The past week has seen quite a few developments in the telecom
sector. Sprint's (
S
) stock has risen more than 20% since the company's earnings call
last week as expectations of a iPhone-led turnaround grew stronger
following another strong quarter of postpaid net adds (excluding
iDen losses) and growing ARPU. AT&T (
T
) moved to secure more spectrum from smaller sources, having learnt
from its botched attempt to acquire T-Mobile last year. Verizon (
VZ
), meanwhile, looks likely to receive regulatory approval for
its spectrum purchase from the cable companies but questions around
their cross-marketing deals still remain.
Sprint's surge
Sprint announced a mixed set of Q1 results in its earnings
report July 25th. The company said that its revenues grew more than
6% over the same period last year and that it added a net 442,000
postpaid subscribers to its core Sprint platform (excluding Nextel
losses) banking on another quarter of healthy iPhone
sales. However, that did not stop its net losses from mounting
as it accelerated the depreciation of its outdated Nextel network
and wrote down the value of its Clearwire investment. Net
losses for the quarter came in at $1.4 billion, up from $847
million incurred a year ago.
What was however noteworthy was that despite the iPhone
subsidies and the heavy capital expenses Sprint is incurring on the
execution of its Network Vision strategy, it was able to generate
$209 million of free cash flow during the quarter. Sprint's OIBDA
margins, adjusted for non-cash items such as D&A and iDEN lease
exit costs, improved by 277 basis points sequentially and 69 basis
points over the same period last year. The company also increased
its guidance for the full year adjusted OIBDA "to a range of $4.5
billion to $4.6 billion". (see
Sprint's Earnings Show Strong iPhone-Led Turnaround
But Risks Remain
)
Improving visibility of the benefits of the iPhone as well the
Network Vision plan helped move the stock up by over 2o% post the
earnings call. However, we believe that risks surrounding its high
debt levels and burgeoning capital expenses still exist, which
could have an adverse impact on cash flows in the coming quarters.
Also, the carrier may not be able to sustain its strong Sprint
platform net adds in the future as the primary source of the same,
the iDEN subscriber losses it is sustaining, dries up by mid-2013
and the reality of a highly saturated wireless market starts
catching up with the company. (see
Sprint's Stock Surge Capped At $4 With Growth Risks
Ahead
)
Wireless Consolidation
Having learned a lesson from the T-Mobile debacle last year,
AT&T is targeting smaller acquisitions to meet its
spectrum needs. The second largest U.S. wireless carrier announced
recently that it has decided to acquire Nextwave Wireless, a small
company that owns two bands of spectrum - one in AWS band and the
other in WCS band.
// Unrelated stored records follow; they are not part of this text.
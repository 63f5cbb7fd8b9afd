use thiserror::Error;

use super::model::{CellValue, FacilityTable};

// ---------------------------------------------------------------------------
// Filter predicate: tier, then variable == value
// ---------------------------------------------------------------------------

/// One extraction request. Built per interaction, never stored.
#[derive(Debug, Clone, PartialEq)]
pub struct FilterCriteria {
    pub tier: CellValue,
    /// Column name of the secondary predicate.
    pub variable: String,
    pub value: CellValue,
}

impl FilterCriteria {
    pub fn new(tier: impl Into<CellValue>, variable: &str, value: impl Into<CellValue>) -> Self {
        Self {
            tier: tier.into(),
            variable: variable.to_string(),
            value: value.into(),
        }
    }
}

#[derive(Debug, Error, PartialEq)]
pub enum FilterError {
    #[error("the variable '{0}' does not exist in the dataset")]
    UnknownVariable(String),
    #[error("the tier column '{0}' does not exist in the dataset")]
    MissingTierColumn(String),
}

/// Return indices of rows matching both equalities, in source order.
///
/// The tier predicate runs first; an empty tier selection still goes on to
/// the variable check, so an unknown variable is reported even then.
/// Comparisons are exact: no case folding, no trimming, no cross-type
/// coercion, and `Missing` never matches.
pub fn matching_indices(
    table: &FacilityTable,
    tier_column: &str,
    criteria: &FilterCriteria,
) -> Result<Vec<usize>, FilterError> {
    if !table.has_column(tier_column) {
        return Err(FilterError::MissingTierColumn(tier_column.to_string()));
    }

    let tier_rows: Vec<usize> = table
        .rows
        .iter()
        .enumerate()
        .filter(|(_, row)| row.get(tier_column).matches(&criteria.tier))
        .map(|(i, _)| i)
        .collect();

    if !table.has_column(&criteria.variable) {
        return Err(FilterError::UnknownVariable(criteria.variable.clone()));
    }

    Ok(tier_rows
        .into_iter()
        .filter(|&i| table.rows[i].get(&criteria.variable).matches(&criteria.value))
        .collect())
}

/// Materialise the matching rows as a table with the source column order.
pub fn filter(
    table: &FacilityTable,
    tier_column: &str,
    criteria: &FilterCriteria,
) -> Result<FacilityTable, FilterError> {
    let indices = matching_indices(table, tier_column, criteria)?;
    Ok(table.subset(&indices))
}

#[cfg(test)]
pub(crate) mod tests {
    use super::*;
    use crate::data::model::Facility;

    pub const NAME: &str = "Laboratory name";
    pub const TIER: &str = "Select the laboratory complexity level";
    pub const HIV: &str = "HIV rapid antibody test";
    pub const ELISA: &str = "ELISA chain";

    /// Four laboratories, one per tier.
    pub fn scenario_table() -> FacilityTable {
        let data = [
            ("Lab Central", "Level I", "yes", "no"),
            ("Lab Ville", "Level II", "no", "yes"),
            ("Lab Regional", "Level III", "yes", "yes"),
            ("Lab National", "Level IV", "yes", "yes"),
        ];
        let rows = data
            .iter()
            .map(|(name, tier, hiv, elisa)| Facility {
                cells: [(NAME, *name), (TIER, *tier), (HIV, *hiv), (ELISA, *elisa)]
                    .iter()
                    .map(|(k, v)| (k.to_string(), CellValue::from(*v)))
                    .collect(),
            })
            .collect();
        FacilityTable::new(
            vec![NAME.into(), TIER.into(), HIV.into(), ELISA.into()],
            rows,
        )
    }

    fn names(table: &FacilityTable) -> Vec<String> {
        table.rows.iter().map(|r| r.get(NAME).to_string()).collect()
    }

    #[test]
    fn level_one_hiv_yes_matches_one_lab() {
        let table = scenario_table();
        let result = filter(&table, TIER, &FilterCriteria::new("Level I", HIV, "yes")).unwrap();
        assert_eq!(names(&result), ["Lab Central"]);
    }

    #[test]
    fn level_two_elisa_yes_matches_one_lab() {
        let table = scenario_table();
        let result = filter(&table, TIER, &FilterCriteria::new("Level II", ELISA, "yes")).unwrap();
        assert_eq!(names(&result), ["Lab Ville"]);
    }

    #[test]
    fn unknown_variable_is_an_error_whatever_the_tier() {
        let table = scenario_table();
        for tier in ["Level I", "Level IX", ""] {
            let err = filter(
                &table,
                TIER,
                &FilterCriteria::new(tier, "Nonexistent Column", "yes"),
            )
            .unwrap_err();
            assert_eq!(err, FilterError::UnknownVariable("Nonexistent Column".into()));
        }
    }

    #[test]
    fn no_match_is_an_empty_result() {
        let table = scenario_table();
        let result = filter(&table, TIER, &FilterCriteria::new("Level III", HIV, "no")).unwrap();
        assert!(result.is_empty());
        assert_eq!(result.columns, table.columns);

        let result = filter(&table, TIER, &FilterCriteria::new("Level IX", HIV, "yes")).unwrap();
        assert!(result.is_empty());
    }

    #[test]
    fn comparisons_are_exact() {
        let table = scenario_table();
        for criteria in [
            FilterCriteria::new("level i", HIV, "yes"),
            FilterCriteria::new("Level I ", HIV, "yes"),
            FilterCriteria::new("Level I", HIV, "Yes"),
        ] {
            assert!(matching_indices(&table, TIER, &criteria).unwrap().is_empty());
        }
    }

    #[test]
    fn numeric_columns_do_not_match_text_targets() {
        let mut table = scenario_table();
        table.columns.push("Beds".into());
        for row in &mut table.rows {
            row.cells.insert("Beds".into(), CellValue::Integer(10));
        }
        let table = FacilityTable::new(table.columns, table.rows);

        let text = FilterCriteria::new("Level I", "Beds", "10");
        assert!(matching_indices(&table, TIER, &text).unwrap().is_empty());

        let number = FilterCriteria::new("Level I", "Beds", CellValue::Integer(10));
        assert_eq!(matching_indices(&table, TIER, &number).unwrap(), [0]);
    }

    #[test]
    fn result_is_a_subset_of_the_tier_selection() {
        let table = scenario_table();
        for tier in table.distinct_values(TIER) {
            for variable in [HIV, ELISA] {
                for value in table.distinct_values(variable) {
                    let criteria = FilterCriteria {
                        tier: tier.clone(),
                        variable: variable.to_string(),
                        value: value.clone(),
                    };
                    let result = filter(&table, TIER, &criteria).unwrap();
                    let tier_count = table
                        .rows
                        .iter()
                        .filter(|r| r.get(TIER).matches(&tier))
                        .count();
                    assert!(result.len() <= tier_count);
                    for row in &result.rows {
                        assert!(row.get(TIER).matches(&tier));
                        assert!(row.get(variable).matches(&value));
                    }
                }
            }
        }
    }

    #[test]
    fn missing_tier_column_is_reported() {
        let table = scenario_table();
        let err = matching_indices(&table, "Tier", &FilterCriteria::new("Level I", HIV, "yes"));
        assert_eq!(err, Err(FilterError::MissingTierColumn("Tier".into())));
    }
}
The total cost of the deal, which includes
assumption of debt as well as $50 million in cash payments for the
stake, is $600 million. In addition to Nextwave, the carrier has
agreed to purchase WCS spectrum licenses from Comcast (
CMCSA
) and Miami-based Horizon Wi-Com as well.
AT&T needs additional spectrum to augment 3G capacity as
well as to build out a nationwide LTE network in order to catch up
with Verizon, which is currently well ahead in the LTE
race. In such a scenario, stitching together multiple spectrum
deals can provide near-term solutions for AT&T, especially
after the FCC has made it clear that any big-scale consolidation
will be met with stiff opposition. Nextwave or Comcast or Horizon's
spectrum holdings alone may not be big enough to satiate all of
AT&T's needs but it would definitely make it easier for
AT&T to overcome regulatory hurdles. Having a wider net of
deals will help it get at least a few of them approved, if the FCC
sees AT&T exerting too much control with all of them
together.
Verizon, for its part, looks set to receive regulatory approval
for its spectrum purchase from the cable companies after the recent
spectrum swap deal with T-Mobile. The carrier has also put some of
its unused 700Mhz spectrum for sale, for which AT&T as well as
other carriers may make a bid. Overall, the consolidation looks
like a good thing to happen since it will help meet the
subscribers' soaring data demands and enable a nation-wide layout
of next-generation efficient networks such as LTE by multiple
carriers.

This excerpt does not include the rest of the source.